**RECORD EXCERPTS**
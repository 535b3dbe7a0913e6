// SPDX-License-Identifier: MIT
//
// Typed views of the termios bits raw mode touches.
//
// Each set covers exactly the bits raw mode changes in one flag word, so
// `all()` is the mask raw mode clears (or, for the control word, forces).
// Bits outside these sets are carried through untouched and are dropped
// by `from_bits_truncate` when a snapshot is inspected.

use libc::tcflag_t;

bitflags::bitflags! {
    /// Input-processing bits (`c_iflag`) disabled in raw mode.
    #[derive(Debug, Clone, Copy, PartialEq, Eq, Hash)]
    pub struct InputFlags: tcflag_t {
        /// Break condition sends SIGINT.
        const BRKINT = libc::BRKINT;
        /// Carriage return is translated to newline.
        const ICRNL  = libc::ICRNL;
        /// Input parity checking.
        const INPCK  = libc::INPCK;
        /// Strip the 8th bit of every input byte.
        const ISTRIP = libc::ISTRIP;
        /// Software flow control (Ctrl-S / Ctrl-Q).
        const IXON   = libc::IXON;
    }
}

bitflags::bitflags! {
    /// Output-processing bits (`c_oflag`) disabled in raw mode.
    #[derive(Debug, Clone, Copy, PartialEq, Eq, Hash)]
    pub struct OutputFlags: tcflag_t {
        /// Output post-processing, including `\n` → `\r\n`.
        const OPOST = libc::OPOST;
    }
}

bitflags::bitflags! {
    /// Character-size bits (`c_cflag`) forced in raw mode.
    #[derive(Debug, Clone, Copy, PartialEq, Eq, Hash)]
    pub struct ControlFlags: tcflag_t {
        /// Mask covering every character-size setting.
        const CSIZE = libc::CSIZE;
        /// Eight bits per byte.
        const CS8   = libc::CS8;
    }
}

bitflags::bitflags! {
    /// Local-mode bits (`c_lflag`) disabled in raw mode.
    #[derive(Debug, Clone, Copy, PartialEq, Eq, Hash)]
    pub struct LocalFlags: tcflag_t {
        /// Echo input characters.
        const ECHO   = libc::ECHO;
        /// Canonical (line-buffered) input.
        const ICANON = libc::ICANON;
        /// Ctrl-C / Ctrl-Z / Ctrl-\ generate signals.
        const ISIG   = libc::ISIG;
        /// Ctrl-V literal-next and Ctrl-O output discard.
        const IEXTEN = libc::IEXTEN;
    }
}

impl ControlFlags {
    /// Whether the character-size field selects eight bits per byte.
    #[must_use]
    pub fn is_eight_bit(self) -> bool {
        self.bits() & Self::CSIZE.bits() == Self::CS8.bits()
    }
}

**ACTION ITEM**
The lines to reproduce run from the one containing "const CSIZE = libc::CSIZE;" to the last line of the listing; print them exactly, including both ends.

**YOUR SOLUTION**
        const CSIZE = libc::CSIZE;
        /// Eight bits per byte.
        const CS8   = libc::CS8;
    }
}

bitflags::bitflags! {
    /// Local-mode bits (`c_lflag`) disabled in raw mode.
    #[derive(Debug, Clone, Copy, PartialEq, Eq, Hash)]
    pub struct LocalFlags: tcflag_t {
        /// Echo input characters.
        const ECHO   = libc::ECHO;
        /// Canonical (line-buffered) input.
        const ICANON = libc::ICANON;
        /// Ctrl-C / Ctrl-Z / Ctrl-\ generate signals.
        const ISIG   = libc::ISIG;
        /// Ctrl-V literal-next and Ctrl-O output discard.
        const IEXTEN = libc::IEXTEN;
    }
}

impl ControlFlags {
    /// Whether the character-size field selects eight bits per byte.
    #[must_use]
    pub fn is_eight_bit(self) -> bool {
        self.bits() & Self::CSIZE.bits() == Self::CS8.bits()
    }
}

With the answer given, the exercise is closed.